Michael Mitias describes these permutations of philosophical thought as a Moral Paradigm Shift which is “a general way, or pattern, of behaving that is of thinking, feeling, and acting in a domain of human experience.” He believes that the fall of hellenic culture marginalized core beliefs and value systems in a way that humans, and our political systems have yet to recover from. A sort of deinstitutionalization of friendship occurred which, according to Aristotle and Plato, is the underpinnings of democratic government.

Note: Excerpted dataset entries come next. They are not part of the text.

// SPDX-License-Identifier: BUSL-1.1
// Copyright (c) 2026 Alfred Jean LLC

//! Media Sampler: converts an uploaded file into a [`SampledMedia`] bundle.
//! The real backend shells out to `ffprobe`/`ffmpeg`; [`FakeSampler`] stands
//! in for tests.

use crate::error::SamplingError;
use crate::workspace::WorkspaceHandle;
use async_trait::async_trait;
use std::path::Path;
use std::sync::Arc;
use vscan_core::{Frame, MediaMetadata, SampledMedia};

#[async_trait]
pub trait MediaSampler: Send + Sync + 'static {
    async fn sample(
        &self,
        input_path: &Path,
        workspace: &WorkspaceHandle,
        target_fps: f64,
        max_duration_sec: f64,
    ) -> Result<SampledMedia, SamplingError>;
}

/// Shells out to `ffprobe` for duration and `ffmpeg` for frame/audio
/// extraction.
pub struct FfmpegSampler {
    ffprobe_path: String,
    ffmpeg_path: String,
}

impl Default for FfmpegSampler {
    fn default() -> Self {
        Self {
            ffprobe_path: "ffprobe".to_string(),
            ffmpeg_path: "ffmpeg".to_string(),
        }
    }
}

impl FfmpegSampler {
    pub fn new(ffprobe_path: impl Into<String>, ffmpeg_path: impl Into<String>) -> Self {
        Self {
            ffprobe_path: ffprobe_path.into(),
            ffmpeg_path: ffmpeg_path.into(),
        }
    }

    async fn probe_duration_sec(&self, input_path: &Path) -> Result<f64, SamplingError> {
        let output = tokio::process::Command::new(&self.ffprobe_path)
            .args([
                "-v",
                "error",
                "-show_entries",
                "format=duration",
                "-of",
                "default=nw=1:nk=1",
            ])
            .arg(input_path)
            .output()
            .await
            .map_err(|e| SamplingError::Unprobeable(e.to_string()))?;

        if !output.status.success() {
            return Err(SamplingError::Unprobeable(
                String::from_utf8_lossy(&output.stderr).into_owned(),
            ));
        }

        String::from_utf8_lossy(&output.stdout)
            .lines()
            .next()
            .and_then(|s| s.trim().parse::<f64>().ok())
            .ok_or_else(|| SamplingError::Unprobeable("no duration in ffprobe output".into()))
    }

    async fn probe_has_audio(&self, input_path: &Path) -> bool {
        let output = tokio::process::Command::new(&self.ffprobe_path)
            .args([
                "-v",
                "error",
                "-select_streams",
                "a",
                "-show_entries",
                "stream=index",
                "-of",
                "csv=p=0",
            ])
            .arg(input_path)
            .output()
            .await;
        matches!(output, Ok(o) if o.status.success() && !o.stdout.is_empty())
    }
}

#[async_trait]
impl MediaSampler for FfmpegSampler {
    async fn sample(
        &self,
        input_path: &Path,
        workspace: &WorkspaceHandle,
        target_fps: f64,
        max_duration_sec: f64,
    ) -> Result<SampledMedia, SamplingError> {
        let original_duration_sec = self.probe_duration_sec(input_path).await?;
        let effective_duration_sec = original_duration_sec.min(max_duration_sec);
        let has_audio = self.probe_has_audio(input_path).await;

        let frame_count = (effective_duration_sec * target_fps).floor() as usize;
        if frame_count == 0 {
            return Err(SamplingError::ZeroFrames);
        }

        let frame_glob = workspace.path().join("frame-%06d.rgb");
        let status = tokio::process::Command::new(&self.ffmpeg_path)
            .args(["-y", "-i"])
            .arg(input_path)
            .args([
                "-t",
                &format!("{effective_duration_sec}"),
                "-vf",
                &format!("fps={target_fps}"),
                "-pix_fmt",
                "gray",
                "-f",
                "image2",
            ])
            .arg(&frame_glob)
            .status()
            .await
            .map_err(|e| SamplingError::Unprobeable(e.to_string()))?;
        if !status.success() {
            return Err(SamplingError::Unprobeable(
                "ffmpeg frame extraction failed".into(),
            ));
        }

        let audio_path = workspace.audio_path();
        if has_audio {
            let status = tokio::process::Command::new(&self.ffmpeg_path)
                .args(["-y", "-i"])
                .arg(input_path)
                .args([
                    "-t",
                    &format!("{effective_duration_sec}"),
                    "-ac",
                    "1",
                    "-ar",
                    "16000",
                    "-f",
                    "s16le",
                ])
                .arg(&audio_path)
                .status()
                .await
                .map_err(|e| SamplingError::Unprobeable(e.to_string()))?;
            if !status.success() {
                return Err(SamplingError::Unprobeable(
                    "ffmpeg audio extraction failed".into(),
                ));
            }
        } else {
            tokio::fs::write(&audio_path, [])
                .await
                .map_err(|e| crate::error::WorkspaceError::Create {
                    path: audio_path.clone(),
                    source: e,
                })?;
        }

        let mut frames = Vec::with_capacity(frame_count);
        for i in 0..frame_count {
            let frame_path = workspace.path().join(format!("frame-{:06}.rgb", i + 1));
            let pixels = tokio::fs::read(&frame_path).await.unwrap_or_default();
            frames.push(Frame {
                timestamp_sec: i as f64 / target_fps,
                pixels: Arc::from(pixels),
                width: 0,
                height: 0,
            });
        }

        Ok(SampledMedia {
            frames,
            audio_path,
            metadata: MediaMetadata {
                original_duration_sec,
                effective_duration_sec,
                target_fps,
                has_audio,
            },
        })
    }
}

#[cfg(any(test, feature = "test-support"))]
pub use fake::FakeSampler;

#[cfg(any(test, feature = "test-support"))]
mod fake {
    use super::*;
    use parking_lot::Mutex;
    use std::sync::Arc as StdArc;

    enum Behavior {
        Return(SampledMedia),
        Fail(SamplingError),
    }

    /// Deterministic, fully controllable [`MediaSampler`] for tests.
    pub struct FakeSampler {
        behavior: Mutex<Option<Behavior>>,
    }

    impl FakeSampler {
        pub fn returning(media: SampledMedia) -> Self {
            Self {
                behavior: Mutex::new(Some(Behavior::Return(media))),
            }
        }

        pub fn failing(err: SamplingError) -> Self {
            Self {
                behavior: Mutex::new(Some(Behavior::Fail(err))),
            }
        }

        /// A short bundle with `frame_count` frames at `fps`, no audio
        /// content but `has_audio = true`, useful for happy-path tests.
        pub fn short_bundle(frame_count: usize, fps: f64) -> SampledMedia {
            let frames = (0..frame_count)
                .map(|i| Frame {
                    timestamp_sec: i as f64 / fps,
                    pixels: StdArc::from(vec![128u8; 16]),
                    width: 4,
                    height: 4,
                })
                .collect();
            let effective = frame_count as f64 / fps;
            SampledMedia {
                frames,
                audio_path: std::path::PathBuf::from("/dev/null"),
                metadata: MediaMetadata {
                    original_duration_sec: effective,
                    effective_duration_sec: effective,
                    target_fps: fps,
                    has_audio: true,
                },
            }
        }
    }

    #[async_trait]
    impl MediaSampler for FakeSampler {
        async fn sample(
            &self,
            _input_path: &Path,
            _workspace: &WorkspaceHandle,
            _target_fps: f64,
            _max_duration_sec: f64,
        ) -> Result<SampledMedia, SamplingError> {
            match self.behavior.lock().take() {
                Some(Behavior::Return(media)) => Ok(media),
                Some(Behavior::Fail(err)) => Err(err),
                None => Err(SamplingError::ZeroFrames),
            }
        }
    }
}

#[cfg(test)]
#[path = "sampler_tests.rs"]
mod tests;
// SPDX-License-Identifier: BUSL-1.1
// Copyright (c) 2026 Alfred Jean LLC

use super::*;

#[test]
fn get_or_init_returns_same_handle_for_same_name() {
    let cache = ModelCacheHandle::start(&EngineConfig::default());
    let a = cache.get_or_init("visual_clip_weights");
    let b = cache.get_or_init("visual_clip_weights");
    assert_eq!(a.label(), b.label());
    assert_eq!(cache.loaded_count(), 1);
}

#[test]
fn distinct_names_produce_distinct_handles() {
    let cache = ModelCacheHandle::start(&EngineConfig::default());
    cache.get_or_init("a");
    cache.get_or_init("b");
    assert_eq!(cache.loaded_count(), 2);
}

#[test]
fn stop_clears_all_handles() {
    let cache = ModelCacheHandle::start(&EngineConfig::default());
    cache.get_or_init("a");
    let inspectable = cache.clone();
    cache.stop();
    assert_eq!(inspectable.loaded_count(), 0);
}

They go as far to say that “Any political system that is not grounded in ethical principles is bankrupt, and any ethical system that does not pave the way to a political system based on moral principles is bankrupt.” Of course, in this context, moral principles and ethics are based profoundly in friendship.

Why friendship? Mitias does us the honor of answering this critical question for us.  There are two main points that he makes. The first is that friends are there for us when we are in need. “A person in need is a friend indeed.” Essentially, our friends are our support systems and we are never not in need of each other’s support. The second, and perhaps more critical pillar is that friendship is a key ingredient in happiness. Without friends we are not complete and to be solitary is to go against human nature. When we find someone who is a true friend, it is like finding our other self. It is also important for growth. “True friendship is active productive relation.”

The contemporaries mentioned by Mitias attempt to manifest these ideologies in their own respective fields of interest. Waddell speaks toward the dangers of absolute freedom and when it becomes “more important than goodness and independent of goodness.” The fetishization of friendship in twenty-first century United States is indicative of this danger. Above all else we value freedom, but not freedom in the sense of rights, freedom to dominate others, to amass unethical amounts of wealth, and to have access to weapons of mass slaughter. As Professor Mahallati stated in a class lecture on freedom “friendship requires a touch of tyranny.”   James Schall reintroduces Aristotle’s critique of justice, describing it as a “harsh” and “blind,” virtue.” In doing so, making reference to the personification of justice as a blindfolded woman holding a scale. Friendship is a critical ingredient to justice. It is “softened and deepened” by friendship.

I wish to conclude by emphasizing the importance how the institutionalization of friendship is executed. If not done correctly I fear the future presented to us by some notable dystopian authors such as the medically induced “happiness” in Brave New World or controlling pills in The Giver. Friendship cannot be forced it must be done progressively and naturally which is why religion and careful education was so conducive to it. If we have the desire to implement it in our very structure of democracy and government it must be done with these warnings in mind.

 

 

Works Cited

Oord, Thomas Jay. “The Love Racket: Defining Love And Agapefor The Love-And-Science Research Program.” Zygon, vol. 40, no. 4, 2005, pp. 919–938., doi:10.1111/j.1467-9744.2005.00717.x.

 

Professor Mahallati: Class Lecture and Notes

 

Mitias, Michael H. Friendship: a Central Moral Value. Rodopi, 2012.

 

Wadell, Paul J. Friendship and the Moral Life. Univ. of Notre Dame Press, 1989.